= Task requirements =
Each record beneath this line is to be copied exactly.

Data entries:
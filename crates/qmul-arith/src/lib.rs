//! qmul Circuit Arithmetic
//!
//! Builders that append arithmetic building blocks to a register:
//!
//! - [`build_qft`] / [`build_inverse_qft`]: the Quantum Fourier Transform and
//!   its adjoint on the leading `n` slots of any [`PhaseRegister`]
//! - [`MultiplierLayout`]: operand encoding and product-register QFT for a
//!   QFT-based multiplier
//!
//! Builders only depend on the [`PhaseRegister`] capability. A
//! [`qmul_ir::Circuit`] is a register whose slots are its qubits;
//! [`RegisterView`] addresses an arbitrary subset of a circuit's qubits.

pub mod error;
pub mod multiplier;
pub mod qft;
pub mod register;

pub use error::{ArithError, ArithResult};
pub use multiplier::{MAX_OPERAND_BITS, MultiplierLayout, bit_width};
pub use qft::{
    QftGateCounts, build_inverse_qft, build_qft, controlled_phase_angle, qft_rotations,
    swap_registers,
};
pub use register::{PhaseRegister, RegisterView};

= Result of this exercise =
filename crates/qmul-arith/src/lib.rs
//! qmul Circuit Arithmetic
//!
//! Builders that append arithmetic building blocks to a register:
//!
//! - [`build_qft`] / [`build_inverse_qft`]: the Quantum Fourier Transform and
//!   its adjoint on the leading `n` slots of any [`PhaseRegister`]
//! - [`MultiplierLayout`]: operand encoding and product-register QFT for a
//!   QFT-based multiplier
//!
//! Builders only depend on the [`PhaseRegister`] capability. A
//! [`qmul_ir::Circuit`] is a register whose slots are its qubits;
//! [`RegisterView`] addresses an arbitrary subset of a circuit's qubits.

pub mod error;
pub mod multiplier;
pub mod qft;
pub mod register;

pub use error::{ArithError, ArithResult};
pub use multiplier::{MAX_OPERAND_BITS, MultiplierLayout, bit_width};
pub use qft::{
    QftGateCounts, build_inverse_qft, build_qft, controlled_phase_angle, qft_rotations,
    swap_registers,
};
pub use register::{PhaseRegister, RegisterView};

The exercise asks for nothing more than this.